A.A. Milne, Toad of Toad Hall (1929). Acquired partly for completism and partly out of sheer curiosity as to how Milne, a competent playwright and popular as such in his day, had adapted Kenneth Grahame's The Wind in the Willows for the stage. As expected, the more mystical bits ("Wayfarers All", "The Piper at the Gates of Dawn") had to go, and what remains works well. But I found myself just a tiny bit shocked that, for the sake of a rousing finale, Milne allows the supposedly reformed Toad to sing his "Last Little Song" not as a private fling in his bedroom but as the closing party's central attraction – and not only with every evidence of non-reformation but so seductively as to lure all the rest of the cast into an impromptu song-and-dance of unadulterated Toad-worship.

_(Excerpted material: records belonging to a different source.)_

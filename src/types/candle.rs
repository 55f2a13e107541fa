use chrono::{DateTime, FixedOffset};
use serde::{Deserialize, Serialize};

/// Candle timeframe for an evaluation.
///
/// The supplier is only expected to serve the native intervals; 4-hour
/// series are aggregated from hourly candles by the normalizer.
#[derive(Debug, Clone, Copy, PartialEq, Eq, Hash, Serialize, Deserialize)]
#[serde(rename_all = "snake_case")]
pub enum Timeframe {
    FiveMinute,
    FifteenMinute,
    ThirtyMinute,
    OneHour,
    FourHour,
}

impl Timeframe {
    /// Parse from a compact label ("5m", "15m", "30m", "1h", "4h").
    pub fn from_label(s: &str) -> Option<Self> {
        match s.trim().to_lowercase().as_str() {
            "5m" => Some(Self::FiveMinute),
            "15m" => Some(Self::FifteenMinute),
            "30m" => Some(Self::ThirtyMinute),
            "1h" | "60m" => Some(Self::OneHour),
            "4h" => Some(Self::FourHour),
            _ => None,
        }
    }

    /// Compact display label.
    pub fn label(&self) -> &'static str {
        match self {
            Self::FiveMinute => "5m",
            Self::FifteenMinute => "15m",
            Self::ThirtyMinute => "30m",
            Self::OneHour => "1h",
            Self::FourHour => "4h",
        }
    }

    /// Bucket duration in minutes.
    pub fn minutes(&self) -> i64 {
        match self {
            Self::FiveMinute => 5,
            Self::FifteenMinute => 15,
            Self::ThirtyMinute => 30,
            Self::OneHour => 60,
            Self::FourHour => 240,
        }
    }

    /// Bucket duration in milliseconds.
    pub fn millis(&self) -> i64 {
        self.minutes() * 60_000
    }

    /// The interval to request from the supplier. Four-hour data is built
    /// from hourly candles; every other timeframe is served natively.
    pub fn native(&self) -> Timeframe {
        match self {
            Self::FourHour => Self::OneHour,
            other => *other,
        }
    }

    /// Number of native candles per bucket of this timeframe.
    pub fn aggregate_factor(&self) -> usize {
        (self.minutes() / self.native().minutes()) as usize
    }
}

/// A candle row as delivered by the supplier.
///
/// Timestamps keep their zone offset until normalization; OHLCV fields may
/// be absent and incomplete rows are dropped by the normalizer.
#[derive(Debug, Clone, Serialize, Deserialize)]
pub struct RawCandle {
    pub time: DateTime<FixedOffset>,
    pub open: Option<f64>,
    pub high: Option<f64>,
    pub low: Option<f64>,
    pub close: Option<f64>,
    pub volume: Option<f64>,
}

/// A normalized OHLC(V) candle.
///
/// Time is the epoch-millisecond instant (zone stripped); the normalizer
/// guarantees strictly increasing times within a series.
#[derive(Debug, Clone, Copy, PartialEq, Serialize, Deserialize)]
pub struct Candle {
    pub time: i64,
    pub open: f64,
    pub high: f64,
    pub low: f64,
    pub close: f64,
    pub volume: Option<f64>,
}
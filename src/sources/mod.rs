//! Candle suppliers.

pub mod http;

pub use http::HttpCandleSupplier;

use crate::error::Result;
use crate::types::{RawCandle, Timeframe};

/// A source of raw candle series.
///
/// Implementations fetch the most recent candles for an instrument at the
/// supplier's native interval; callers normalize and aggregate afterwards.
pub trait CandleSupplier: Send + Sync {
    /// Fetch recent candles for one instrument at one timeframe, newest
    /// last. Order and completeness are not guaranteed.
    fn fetch_candles(
        &self,
        instrument: &str,
        timeframe: Timeframe,
    ) -> impl std::future::Future<Output = Result<Vec<RawCandle>>> + Send;
}
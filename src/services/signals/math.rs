//! Shared rolling-window and smoothing primitives.
//!
//! All functions return a sequence aligned to the input, with `None` wherever
//! the lookback is not yet satisfied. Entries before an indicator's minimum
//! lookback are absent, never zero, so a too-short series surfaces as an
//! abstaining indicator instead of a silent NaN.

use crate::types::Candle;

/// Lift a plain slice into the aligned `Option` representation.
pub fn lift(values: &[f64]) -> Vec<Option<f64>> {
    values.iter().map(|v| Some(*v)).collect()
}

/// Latest present value of an aligned sequence.
pub fn latest(values: &[Option<f64>]) -> Option<f64> {
    values.last().copied().flatten()
}

/// Exponentially weighted moving average.
///
/// Recursive form seeded at the first present value; leading `None`s are
/// skipped and output only appears once `min_periods` observations have been
/// folded in. Callers pick the convention via `alpha`: span EMA uses
/// 2/(n+1), Wilder smoothing uses 1/n. The two must not be interchanged.
pub fn ewm(values: &[Option<f64>], alpha: f64, min_periods: usize) -> Vec<Option<f64>> {
    let mut out = vec![None; values.len()];
    let mut state: Option<f64> = None;
    let mut count = 0usize;

    for (i, v) in values.iter().enumerate() {
        if let Some(x) = v {
            state = Some(match state {
                Some(prev) => alpha * x + (1.0 - alpha) * prev,
                None => *x,
            });
            count += 1;
            if count >= min_periods {
                out[i] = state;
            }
        }
    }

    out
}

/// Span-convention EMA: alpha = 2 / (span + 1), first value after `span`
/// observations.
pub fn ema(values: &[Option<f64>], span: usize) -> Vec<Option<f64>> {
    ewm(values, 2.0 / (span as f64 + 1.0), span)
}

/// Wilder smoothing: alpha = 1 / period, first value after `period`
/// observations.
pub fn wilder(values: &[Option<f64>], period: usize) -> Vec<Option<f64>> {
    ewm(values, 1.0 / period as f64, period)
}

/// Apply `fold` over each full window of `window` present values.
/// Windows touching a `None` produce `None`.
fn rolling<F>(values: &[Option<f64>], window: usize, fold: F) -> Vec<Option<f64>>
where
    F: Fn(&[f64]) -> f64,
{
    let mut out = vec![None; values.len()];
    if window == 0 || values.len() < window {
        return out;
    }

    let mut buf = Vec::with_capacity(window);
    for i in (window - 1)..values.len() {
        buf.clear();
        let mut complete = true;
        for v in &values[i + 1 - window..=i] {
            match v {
                Some(x) => buf.push(*x),
                None => {
                    complete = false;
                    break;
                }
            }
        }
        if complete {
            out[i] = Some(fold(&buf));
        }
    }

    out
}

/// Simple moving average over a full window.
pub fn rolling_mean(values: &[Option<f64>], window: usize) -> Vec<Option<f64>> {
    rolling(values, window, |w| w.iter().sum::<f64>() / w.len() as f64)
}

/// Rolling sum over a full window.
pub fn rolling_sum(values: &[Option<f64>], window: usize) -> Vec<Option<f64>> {
    rolling(values, window, |w| w.iter().sum::<f64>())
}

/// Rolling maximum over a full window.
pub fn rolling_max(values: &[Option<f64>], window: usize) -> Vec<Option<f64>> {
    rolling(values, window, |w| w.iter().fold(f64::MIN, |a, b| a.max(*b)))
}

/// Rolling minimum over a full window.
pub fn rolling_min(values: &[Option<f64>], window: usize) -> Vec<Option<f64>> {
    rolling(values, window, |w| w.iter().fold(f64::MAX, |a, b| a.min(*b)))
}

/// Rolling population standard deviation over a full window.
pub fn rolling_stdev_pop(values: &[Option<f64>], window: usize) -> Vec<Option<f64>> {
    rolling(values, window, |w| {
        let mean = w.iter().sum::<f64>() / w.len() as f64;
        let variance = w.iter().map(|v| (v - mean).powi(2)).sum::<f64>() / w.len() as f64;
        variance.sqrt()
    })
}

/// True range per candle: max(high - low, |high - prevClose|, |low - prevClose|).
/// The first candle has no previous close and uses high - low.
pub fn true_ranges(candles: &[Candle]) -> Vec<Option<f64>> {
    candles
        .iter()
        .enumerate()
        .map(|(i, c)| {
            let tr = if i == 0 {
                c.high - c.low
            } else {
                let prev_close = candles[i - 1].close;
                (c.high - c.low)
                    .max((c.high - prev_close).abs())
                    .max((c.low - prev_close).abs())
            };
            Some(tr)
        })
        .collect()
}
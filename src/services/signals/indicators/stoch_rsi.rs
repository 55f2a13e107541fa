//! Stochastic RSI indicator.

use crate::services::signals::indicators::{Rsi, Stochastic};
use crate::services::signals::{make_reading, math, Indicator};
use crate::types::{Candle, IndicatorReading, SignalTag};

/// StochRSI: the stochastic %K formula applied to the RSI series instead of
/// price, scaled to 0-100.
///
/// - 80 or above: overbought
/// - 20 or below: oversold
///
/// When RSI is pinned flat (e.g. a loss-free streak holding RSI at 100) the
/// window has zero range and the indicator abstains.
pub struct StochRsi {
    period: usize,
}

impl Default for StochRsi {
    fn default() -> Self {
        Self { period: 14 }
    }
}

impl StochRsi {
    pub fn new(period: usize) -> Self {
        Self { period }
    }

    fn tag(value: f64) -> SignalTag {
        if value >= 80.0 {
            SignalTag::Overbought
        } else if value <= 20.0 {
            SignalTag::Oversold
        } else {
            SignalTag::Neutral
        }
    }
}

impl Indicator for StochRsi {
    fn id(&self) -> &str {
        "stochrsi"
    }

    fn name(&self) -> &str {
        "STOCHRSI(14)"
    }

    fn min_periods(&self) -> usize {
        // One RSI warmup plus a full stochastic window over RSI values.
        self.period * 2
    }

    fn evaluate(&self, candles: &[Candle]) -> Option<IndicatorReading> {
        let closes: Vec<f64> = candles.iter().map(|c| c.close).collect();
        let rsi = Rsi::rsi_series(&closes, self.period);
        let k = Stochastic::percent_k(&rsi, &rsi, &rsi, self.period);
        let value = math::latest(&k)?;
        Some(make_reading(self.name(), value, Self::tag(value)))
    }
}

Stage direction: "The incense of their adoration streams up to the be-laurelled TOAD ..." At the very last, even the hitherto reliable curmudgeon Badger succumbs. Even Badger! The pillars of reason topple.

J.B. Priestley, Adam in Moonshine (1927) . His first novel, which according to the 1993 Encyclopedia of Science Fiction is driven by "sf concerns". Hardly more so, though, than The Prisoner of Zenda. On mentioning his surname to chance companions on a train, our hero Adam Stewart is Ruritanianly mistaken for the Pretender awaited by conspirators hoping to restore England's Stuart monarchy in place of boring old Parliament. This ineffectual revolutionary movement, already well known to the police, includes three gorgeous young ladies with whom Adam enjoys romantic but chaste mini-adventures while evading the dogged constabulary. There are hints that Priestley had, like so many others, got drunk on G.K. Chesterton's The Man Who was Thursday (1908): the huge and mysterious Baron who leads the "Companions of the Rose" is a Sunday figure without the undertow of menace, delighting in grand gestures like ordering thirty pairs of false whiskers or – when the police swoop at last – sending Adam and his number-three love interest (she drives the getaway car) on a headlong moonlit escape with a case of "secret papers" that proves to contain only the makings of an excellent picnic. Light-hearted silliness.